* _Input_
//! Difference-array range updates answered through a prefix-sum array

use crate::trace::{fmt_list, Field, Recorder, Simulation, StateFields};

/// Event tag for the difference-array pipeline.
#[derive(Debug, Clone, Copy, PartialEq, Eq)]
pub enum PrefixSumEvent {
    /// One range update applied as two point updates on the diff array.
    ApplyUpdate,
    /// Adjusted array rebuilt from the diff array by running sum.
    Rebuild,
    /// Prefix-sum array built over the adjusted array.
    BuildPrefix,
    /// Range-sum query answered from the prefix array.
    Answer,
    /// Zero-length array.
    Degenerate,
}

/// Snapshot for one difference-array step.
#[derive(Debug, Clone, PartialEq)]
pub struct PrefixSumState {
    pub event: PrefixSumEvent,
    /// Difference array (length n + 1).
    pub diff: Vec<i64>,
    /// Adjusted array after the rebuild phase (empty before it).
    pub values: Vec<i64>,
    /// Prefix-sum array (empty before the build phase).
    pub prefix: Vec<i64>,
    /// Query bounds, clamped and order-normalized.
    pub query: (usize, usize),
    pub answer: i64,
}

impl StateFields for PrefixSumState {
    fn fields(&self) -> Vec<Field> {
        vec![
            Field::new("diff", fmt_list(&self.diff)),
            Field::new("values", fmt_list(&self.values)),
            Field::new("prefix", fmt_list(&self.prefix)),
            Field::new("query", format!("[{}, {}]", self.query.0, self.query.1)),
            Field::new("answer", self.answer.to_string()),
        ]
    }
}

/// Apply range updates to a zero-initialized array of length `n` via a
/// difference array, then answer one inclusive range-sum query.
///
/// Each update `(l, r, delta)` becomes `diff[l] += delta; diff[r+1] -= delta`
/// with both indices clamped into `[0, n]`. The adjusted array is rebuilt by
/// running sum, a prefix array is built over it, and the query is answered as
/// `prefix[r] - prefix[l-1]`. Query bounds are clamped and order-normalized.
pub fn simulate_prefix_sum(
    n: usize,
    updates: &[(usize, usize, i64)],
    query: (usize, usize),
) -> Simulation<PrefixSumState, i64> {
    let mut rec = Recorder::new();

    if n == 0 {
        rec.push(
            "zero-length array: nothing to update or query",
            PrefixSumState {
                event: PrefixSumEvent::Degenerate,
                diff: Vec::new(),
                values: Vec::new(),
                prefix: Vec::new(),
                query: (0, 0),
                answer: 0,
            },
        );
        return rec.finish(0);
    }

    let mut diff = vec![0i64; n + 1];
    for &(l, r, delta) in updates {
        let (lo, hi) = (l.min(r), l.max(r));
        let lo = lo.min(n);
        let hi_plus = (hi + 1).min(n);
        diff[lo] += delta;
        diff[hi_plus] -= delta;
        rec.push(
            format!("apply [{}..={}] += {}", lo, hi.min(n.saturating_sub(1)), delta),
            PrefixSumState {
                event: PrefixSumEvent::ApplyUpdate,
                diff: diff.clone(),
                values: Vec::new(),
                prefix: Vec::new(),
                query: (0, 0),
                answer: 0,
            },
        );
    }

    let mut values = vec![0i64; n];
    let mut running = 0i64;
    for i in 0..n {
        running += diff[i];
        values[i] = running;
    }
    rec.push(
        "rebuild adjusted array by running sum",
        PrefixSumState {
            event: PrefixSumEvent::Rebuild,
            diff: diff.clone(),
            values: values.clone(),
            prefix: Vec::new(),
            query: (0, 0),
            answer: 0,
        },
    );

    let mut prefix = vec![0i64; n];
    let mut acc = 0i64;
    for i in 0..n {
        acc += values[i];
        prefix[i] = acc;
    }
    rec.push(
        "build prefix-sum array",
        PrefixSumState {
            event: PrefixSumEvent::BuildPrefix,
            diff: diff.clone(),
            values: values.clone(),
            prefix: prefix.clone(),
            query: (0, 0),
            answer: 0,
        },
    );

    let (ql, qr) = (query.0.min(query.1), query.0.max(query.1));
    let (ql, qr) = (ql.min(n - 1), qr.min(n - 1));
    let answer = prefix[qr] - if ql > 0 { prefix[ql - 1] } else { 0 };
    rec.push(
        format!("sum of [{}..={}] = {}", ql, qr, answer),
        PrefixSumState {
            event: PrefixSumEvent::Answer,
            diff,
            values,
            prefix,
            query: (ql, qr),
            answer,
        },
    );
    rec.finish(answer)
}

#[cfg(test)]
mod tests {
    use super::*;

    #[test]
    fn updates_then_query() {
        // [0..=2] += 5, [1..=3] += 2 over n = 5 gives [5, 7, 7, 2, 0].
        let sim = simulate_prefix_sum(5, &[(0, 2, 5), (1, 3, 2)], (1, 3));
        assert_eq!(sim.result, 7 + 7 + 2);
    }

    #[test]
    fn update_spanning_whole_array() {
        let sim = simulate_prefix_sum(4, &[(0, 3, 1)], (0, 3));
        assert_eq!(sim.result, 4);
    }

    #[test]
    fn out_of_range_update_indices_are_clamped() {
        let sim = simulate_prefix_sum(3, &[(0, 99, 2)], (0, 2));
        assert_eq!(sim.result, 6);
    }

    #[test]
    fn query_is_order_normalized_and_clamped() {
        let sim = simulate_prefix_sum(4, &[(0, 3, 3)], (9, 1));
        // Normalizes to [1..=3].
        assert_eq!(sim.result, 9);
    }

    #[test]
    fn zero_length_array_short_circuits() {
        let sim = simulate_prefix_sum(0, &[(0, 1, 5)], (0, 0));
        assert_eq!(sim.result, 0);
        assert_eq!(sim.steps.len(), 1);
    }

    #[test]
    fn negative_deltas_cancel() {
        let sim = simulate_prefix_sum(3, &[(0, 2, 4), (0, 2, -4)], (0, 2));
        assert_eq!(sim.result, 0);
    }
}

* _Your goal_
Please let your answer be exactly the lines from the one holding "let mut acc = 0i64;" through the last line of the entries above, both ends included.

* _Expected answer_
    let mut acc = 0i64;
    for i in 0..n {
        acc += values[i];
        prefix[i] = acc;
    }
    rec.push(
        "build prefix-sum array",
        PrefixSumState {
            event: PrefixSumEvent::BuildPrefix,
            diff: diff.clone(),
            values: values.clone(),
            prefix: prefix.clone(),
            query: (0, 0),
            answer: 0,
        },
    );

    let (ql, qr) = (query.0.min(query.1), query.0.max(query.1));
    let (ql, qr) = (ql.min(n - 1), qr.min(n - 1));
    let answer = prefix[qr] - if ql > 0 { prefix[ql - 1] } else { 0 };
    rec.push(
        format!("sum of [{}..={}] = {}", ql, qr, answer),
        PrefixSumState {
            event: PrefixSumEvent::Answer,
            diff,
            values,
            prefix,
            query: (ql, qr),
            answer,
        },
    );
    rec.finish(answer)
}

#[cfg(test)]
mod tests {
    use super::*;

    #[test]
    fn updates_then_query() {
        // [0..=2] += 5, [1..=3] += 2 over n = 5 gives [5, 7, 7, 2, 0].
        let sim = simulate_prefix_sum(5, &[(0, 2, 5), (1, 3, 2)], (1, 3));
        assert_eq!(sim.result, 7 + 7 + 2);
    }

    #[test]
    fn update_spanning_whole_array() {
        let sim = simulate_prefix_sum(4, &[(0, 3, 1)], (0, 3));
        assert_eq!(sim.result, 4);
    }

    #[test]
    fn out_of_range_update_indices_are_clamped() {
        let sim = simulate_prefix_sum(3, &[(0, 99, 2)], (0, 2));
        assert_eq!(sim.result, 6);
    }

    #[test]
    fn query_is_order_normalized_and_clamped() {
        let sim = simulate_prefix_sum(4, &[(0, 3, 3)], (9, 1));
        // Normalizes to [1..=3].
        assert_eq!(sim.result, 9);
    }

    #[test]
    fn zero_length_array_short_circuits() {
        let sim = simulate_prefix_sum(0, &[(0, 1, 5)], (0, 0));
        assert_eq!(sim.result, 0);
        assert_eq!(sim.steps.len(), 1);
    }

    #[test]
    fn negative_deltas_cancel() {
        let sim = simulate_prefix_sum(3, &[(0, 2, 4), (0, 2, -4)], (0, 2));
        assert_eq!(sim.result, 0);
    }
}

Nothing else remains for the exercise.